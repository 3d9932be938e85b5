use crate::{model::DeclguardConfigV1, model::RuleOptionsConfig, presets};
use anyhow::Context;
use declguard_domain::PolicyEngine;
use declguard_domain::policy::{EffectiveConfig, FailOn, RuleOptions, RulePolicy};
use declguard_types::{Severity, ids, lookup_rule};

#[derive(Clone, Debug, Default)]
pub struct Overrides {
    pub profile: Option<String>,
    pub max_findings: Option<u32>,
    /// Lint-style options for `no-exported-types-outside-dts`, applied after the config file.
    pub rule_options: Option<RuleOptionsConfig>,
}

#[derive(Clone, Debug)]
pub struct ResolvedConfig {
    pub effective: EffectiveConfig,
}

pub fn resolve_config(
    cfg: DeclguardConfigV1,
    overrides: Overrides,
) -> anyhow::Result<ResolvedConfig> {
    let profile = overrides
        .profile
        .clone()
        .or(cfg.profile.clone())
        .unwrap_or_else(|| "recommended".to_string());

    let mut effective = presets::preset(&profile);

    // max findings
    if let Some(mf) = overrides.max_findings.or(cfg.max_findings) {
        effective.max_findings = mf as usize;
    }

    // per-rule overrides
    for (rule_id, rc) in cfg.rules.iter() {
        let Some(meta) = lookup_rule(rule_id) else {
            anyhow::bail!("unknown rule: {rule_id}");
        };
        let entry = effective
            .rules
            .entry(meta.id.to_string())
            .or_insert_with(RulePolicy::disabled);

        if let Some(enabled) = rc.enabled {
            entry.enabled = enabled;
        }
        if let Some(sev) = rc.severity.as_deref() {
            entry.severity =
                parse_severity(sev).with_context(|| format!("invalid severity for {rule_id}"))?;
        }
        apply_options(&mut entry.options, rc.options());
    }

    if let Some(options) = overrides.rule_options {
        let entry = effective
            .rules
            .entry(ids::RULE_NO_EXPORTED_TYPES_OUTSIDE_DTS.to_string())
            .or_insert_with(RulePolicy::disabled);
        apply_options(&mut entry.options, options);
    }

    // fail_on override from config
    if let Some(fail_on_s) = cfg.fail_on.as_deref() {
        effective.fail_on = parse_fail_on(fail_on_s)?;
    }

    validate_rule_options(&effective)?;

    Ok(ResolvedConfig { effective })
}

/// Only fields that were given replace the defaults; an explicit empty list is kept as-is.
fn apply_options(target: &mut RuleOptions, options: RuleOptionsConfig) {
    if let Some(patterns) = options.allowed_file_patterns {
        target.allowed_file_patterns = patterns;
    }
    if let Some(suffixes) = options.allowed_type_suffixes {
        target.allowed_type_suffixes = suffixes;
    }
}

fn validate_rule_options(effective: &EffectiveConfig) -> anyhow::Result<()> {
    for (rule_id, policy) in effective.rules.iter().filter(|(_, p)| p.enabled) {
        PolicyEngine::new(&policy.options)
            .with_context(|| format!("invalid options for {rule_id}"))?;
    }
    Ok(())
}

fn parse_severity(v: &str) -> anyhow::Result<Severity> {
    match v {
        "info" => Ok(Severity::Info),
        "warning" | "warn" => Ok(Severity::Warning),
        "error" => Ok(Severity::Error),
        other => anyhow::bail!("unknown severity: {other} (expected info|warning|error)"),
    }
}

fn parse_fail_on(v: &str) -> anyhow::Result<FailOn> {
    match v {
        "error" => Ok(FailOn::Error),
        "warning" | "warn" => Ok(FailOn::Warning),
        other => anyhow::bail!("unknown fail_on: {other} (expected error|warning)"),
    }
}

▶ _ABOUT THIS EXERCISE_
Wherever the string "suffixes" is found in the listing above, copy the line that contains it.

▶ _RESULT OF THIS TASK_
    if let Some(suffixes) = options.allowed_type_suffixes {
        target.allowed_type_suffixes = suffixes;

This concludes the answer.